- Assignment
Transcribe the records word for word, beginning with the first line and ending with the line that contains "pub fn parse_all<S: AsRef<str>>(patterns: &[S])"; include nothing else.

- Study material
#####
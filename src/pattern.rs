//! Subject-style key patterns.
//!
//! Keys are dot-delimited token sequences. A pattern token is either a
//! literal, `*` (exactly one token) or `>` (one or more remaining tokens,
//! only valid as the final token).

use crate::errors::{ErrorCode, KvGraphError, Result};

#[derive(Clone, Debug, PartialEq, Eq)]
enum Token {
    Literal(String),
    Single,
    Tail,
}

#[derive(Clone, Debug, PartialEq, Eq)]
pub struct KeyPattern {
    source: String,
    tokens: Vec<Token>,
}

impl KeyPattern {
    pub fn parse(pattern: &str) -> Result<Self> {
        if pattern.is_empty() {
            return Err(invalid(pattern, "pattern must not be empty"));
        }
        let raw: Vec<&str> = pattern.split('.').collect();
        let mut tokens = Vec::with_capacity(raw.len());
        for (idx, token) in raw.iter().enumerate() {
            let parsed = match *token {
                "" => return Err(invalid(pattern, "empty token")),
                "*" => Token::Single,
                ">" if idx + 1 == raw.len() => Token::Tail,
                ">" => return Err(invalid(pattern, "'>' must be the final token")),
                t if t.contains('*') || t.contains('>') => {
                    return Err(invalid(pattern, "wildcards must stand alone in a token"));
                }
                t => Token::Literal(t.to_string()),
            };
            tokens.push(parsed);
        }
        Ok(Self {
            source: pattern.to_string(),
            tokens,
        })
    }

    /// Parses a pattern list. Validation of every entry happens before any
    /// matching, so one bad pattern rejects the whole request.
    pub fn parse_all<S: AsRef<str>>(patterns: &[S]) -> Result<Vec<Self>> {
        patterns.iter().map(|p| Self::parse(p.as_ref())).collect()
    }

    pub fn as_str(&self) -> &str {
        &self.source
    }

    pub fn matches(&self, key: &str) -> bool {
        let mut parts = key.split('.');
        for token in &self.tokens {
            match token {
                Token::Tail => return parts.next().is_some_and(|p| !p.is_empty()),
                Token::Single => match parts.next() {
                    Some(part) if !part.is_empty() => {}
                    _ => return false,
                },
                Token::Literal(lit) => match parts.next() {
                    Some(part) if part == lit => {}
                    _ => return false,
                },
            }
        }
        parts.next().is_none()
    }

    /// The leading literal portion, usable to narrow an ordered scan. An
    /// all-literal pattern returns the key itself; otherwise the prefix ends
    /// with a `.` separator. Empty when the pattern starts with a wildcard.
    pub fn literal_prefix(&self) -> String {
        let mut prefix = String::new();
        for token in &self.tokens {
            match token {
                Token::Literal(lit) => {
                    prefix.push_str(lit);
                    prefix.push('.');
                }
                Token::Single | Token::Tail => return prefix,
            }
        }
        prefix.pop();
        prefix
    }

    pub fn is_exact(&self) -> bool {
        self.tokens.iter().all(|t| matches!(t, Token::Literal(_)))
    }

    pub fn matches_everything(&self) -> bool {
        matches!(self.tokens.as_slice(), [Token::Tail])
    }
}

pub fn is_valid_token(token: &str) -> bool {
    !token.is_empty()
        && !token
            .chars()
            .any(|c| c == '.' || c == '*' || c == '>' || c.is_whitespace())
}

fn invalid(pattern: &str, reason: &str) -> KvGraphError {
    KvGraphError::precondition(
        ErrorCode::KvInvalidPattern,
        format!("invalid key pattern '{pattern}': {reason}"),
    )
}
#####
- Answer for the task
filename src/pattern.rs
//! Subject-style key patterns.
//!
//! Keys are dot-delimited token sequences. A pattern token is either a
//! literal, `*` (exactly one token) or `>` (one or more remaining tokens,
//! only valid as the final token).

use crate::errors::{ErrorCode, KvGraphError, Result};

#[derive(Clone, Debug, PartialEq, Eq)]
enum Token {
    Literal(String),
    Single,
    Tail,
}

#[derive(Clone, Debug, PartialEq, Eq)]
pub struct KeyPattern {
    source: String,
    tokens: Vec<Token>,
}

impl KeyPattern {
    pub fn parse(pattern: &str) -> Result<Self> {
        if pattern.is_empty() {
            return Err(invalid(pattern, "pattern must not be empty"));
        }
        let raw: Vec<&str> = pattern.split('.').collect();
        let mut tokens = Vec::with_capacity(raw.len());
        for (idx, token) in raw.iter().enumerate() {
            let parsed = match *token {
                "" => return Err(invalid(pattern, "empty token")),
                "*" => Token::Single,
                ">" if idx + 1 == raw.len() => Token::Tail,
                ">" => return Err(invalid(pattern, "'>' must be the final token")),
                t if t.contains('*') || t.contains('>') => {
                    return Err(invalid(pattern, "wildcards must stand alone in a token"));
                }
                t => Token::Literal(t.to_string()),
            };
            tokens.push(parsed);
        }
        Ok(Self {
            source: pattern.to_string(),
            tokens,
        })
    }

    /// Parses a pattern list. Validation of every entry happens before any
    /// matching, so one bad pattern rejects the whole request.
    pub fn parse_all<S: AsRef<str>>(patterns: &[S]) -> Result<Vec<Self>> {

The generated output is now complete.